I'm working on a project that requires to have a signup/login functionality exposed to partners who manage their own website. For some of these websites they reuse our own backend, and just change the css styling, but other are completely standalone: for this reason it has been thought to prepare a static login form that would be given to the partners, which would trigger a POST request to our own servers.
(depending on the arguments in the form, we would keep track of which partner brought us which users, which apparently covers a business need for analytics)
We're currently missing CSRF protection on some endpoints, like the login one. When asked to look into it, I realized that with a static form, we'd be unable to add CSRF tokens.

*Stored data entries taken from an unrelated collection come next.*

//! Agent runtime: role configuration, agent construction and the per-stage
//! tool-use loop.
//!
//! - [`config::AgentsConfig`]: the YAML role table, validated on load.
//! - [`factory::AgentFactory`]: turns a role entry into an
//!   [`AgentDescriptor`] bound to a model through the router.
//! - [`runner::StageRunner`]: runs one agent until it answers with text or
//!   hits its limits.
//! - [`events`]: [`EventHandler`] trait and [`HarnessEvent`] enum for
//!   observing runs. Includes [`LoggingHandler`] and [`CompositeEventHandler`].

pub mod config;
pub mod events;
pub mod factory;
pub mod runner;

pub use config::{AgentsConfig, PIPELINE_ROLES, RoleConfig};
pub use events::{
    CompositeEventHandler, EventHandler, EventObserver, EventResponse, HarnessEvent,
    LoggingHandler, NoopHandler,
};
pub use factory::{AgentDescriptor, AgentFactory, AgentLimits};
pub use runner::{AgentRun, StageRunner};
//! Tools the agents can call.
//!
//! - [`core`]: [`Tool`] trait and [`ToolSet`], which handles dispatch,
//!   argument validation, truncation and timeouts.
//! - [`aider`]: [`AiderTool`], code editing through an external `aider`
//!   process with a wall-clock limit.

pub mod aider;
pub mod core;

pub use aider::{AIDER_TOOL_NAME, AiderTool, CodeEditError, CodeEditOutput, CodeEditor, CodeEditorConfig};
pub use self::core::{Tool, ToolFailure, ToolFuture, ToolSet, parse_tool_args};
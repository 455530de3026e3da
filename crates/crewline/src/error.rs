//! Error types shared across the crate.
//!
//! Two failure classes end a run: [`ConfigError`] (raised before any model
//! call) and [`CrewError::Stage`] (a completion or tool call that failed after
//! retries and timeouts). Pricing failures never surface here; the cost
//! tracker swallows them.

use std::path::PathBuf;

use thiserror::Error;

use crate::pipeline::Stage;

/// Problems with the role configuration.
#[derive(Debug, Error)]
pub enum ConfigError {
    #[error("failed to read config '{path}': {source}")]
    Read {
        path: PathBuf,
        #[source]
        source: std::io::Error,
    },

    #[error("failed to parse config '{path}': {message}")]
    Parse { path: PathBuf, message: String },

    #[error("agent '{0}' not found in config")]
    MissingRole(String),

    #[error("agent '{role_key}' is missing required field '{field}'")]
    MissingField {
        role_key: String,
        field: &'static str,
    },
}

/// Errors that abort a pipeline run.
#[derive(Debug, Error)]
pub enum CrewError {
    #[error(transparent)]
    Config(#[from] ConfigError),

    /// The chat client could not be constructed.
    #[error("client setup failed: {0}")]
    Client(String),

    /// A model or tool call failed irrecoverably while running a stage.
    #[error("{stage} stage failed: {message}")]
    Stage { stage: Stage, message: String },

    #[error("failed to write artifact '{path}': {source}")]
    Artifact {
        path: PathBuf,
        #[source]
        source: std::io::Error,
    },

    #[error("failed to access task file '{path}': {source}")]
    TaskFile {
        path: PathBuf,
        #[source]
        source: std::io::Error,
    },

    #[error("failed to archive request '{path}': {source}")]
    Archive {
        path: PathBuf,
        #[source]
        source: std::io::Error,
    },
}

impl CrewError {
    /// The stage that failed, if the error came from a running stage.
    pub fn stage(&self) -> Option<Stage> {
        match self {
            CrewError::Stage { stage, .. } => Some(*stage),
            _ => None,
        }
    }
}
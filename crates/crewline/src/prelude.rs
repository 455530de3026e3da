//! Convenience re-exports for common `crewline` types.
//!
//! Meant to be glob-imported by programs that run the crew:
//!
//! ```ignore
//! use crewline::prelude::*;
//! ```
//!
//! Lower-level pieces (the runner, pricing seam, archive helpers) stay in
//! their modules.

// ── Core types ──────────────────────────────────────────────────────
pub use crate::{ChatCompletion, ChatRequest, Message, ToolDef, json_schema_for};

// ── Agents ──────────────────────────────────────────────────────────
pub use crate::agent::{
    AgentDescriptor, AgentFactory, AgentLimits, AgentsConfig, CompositeEventHandler,
    EventHandler, EventObserver, EventResponse, HarnessEvent, LoggingHandler, NoopHandler,
    RoleConfig,
};

// ── Models and cost ─────────────────────────────────────────────────
pub use crate::api::{
    ChatBackend, ComplexityTier, CostTracker, ModelBinding, ModelRoute, ModelRouter,
    OpenRouterClient, RetryConfig,
};
pub use crate::context::{DEFAULT_PRUNE_BUDGET, PRUNE_SENTINEL, prune_context};

// ── Pipeline ────────────────────────────────────────────────────────
pub use crate::error::{ConfigError, CrewError};
pub use crate::pipeline::{Pipeline, PipelineConfig, PipelineReport, Stage, StageOutput};
pub use crate::tools::{AiderTool, CodeEditorConfig, Tool, ToolSet};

It seems to be a minor issue, but it'd be nice to protect our users from login CSRF. For this reason I thought of 2 alternatives:
- add a confirmation step before logging in the user when a conflict is found in the session cookie (ruled out due to the changes in the logic flow for session management being too invasive)
- instead of a static form, let our partners use an iframe which will contain our own login form, with CSRF protection and all. This would require relaxing the
X-FRAME-OPTIONS
specifically for the page that will display this login form
Is there a better solution? I don't think that clickjacking on our login form should really be a concern (and clickjacking is normally used to do what could otherwise be trivially obtained with a CSRF, I reckon... so fixing the latter seems to have an higher priority)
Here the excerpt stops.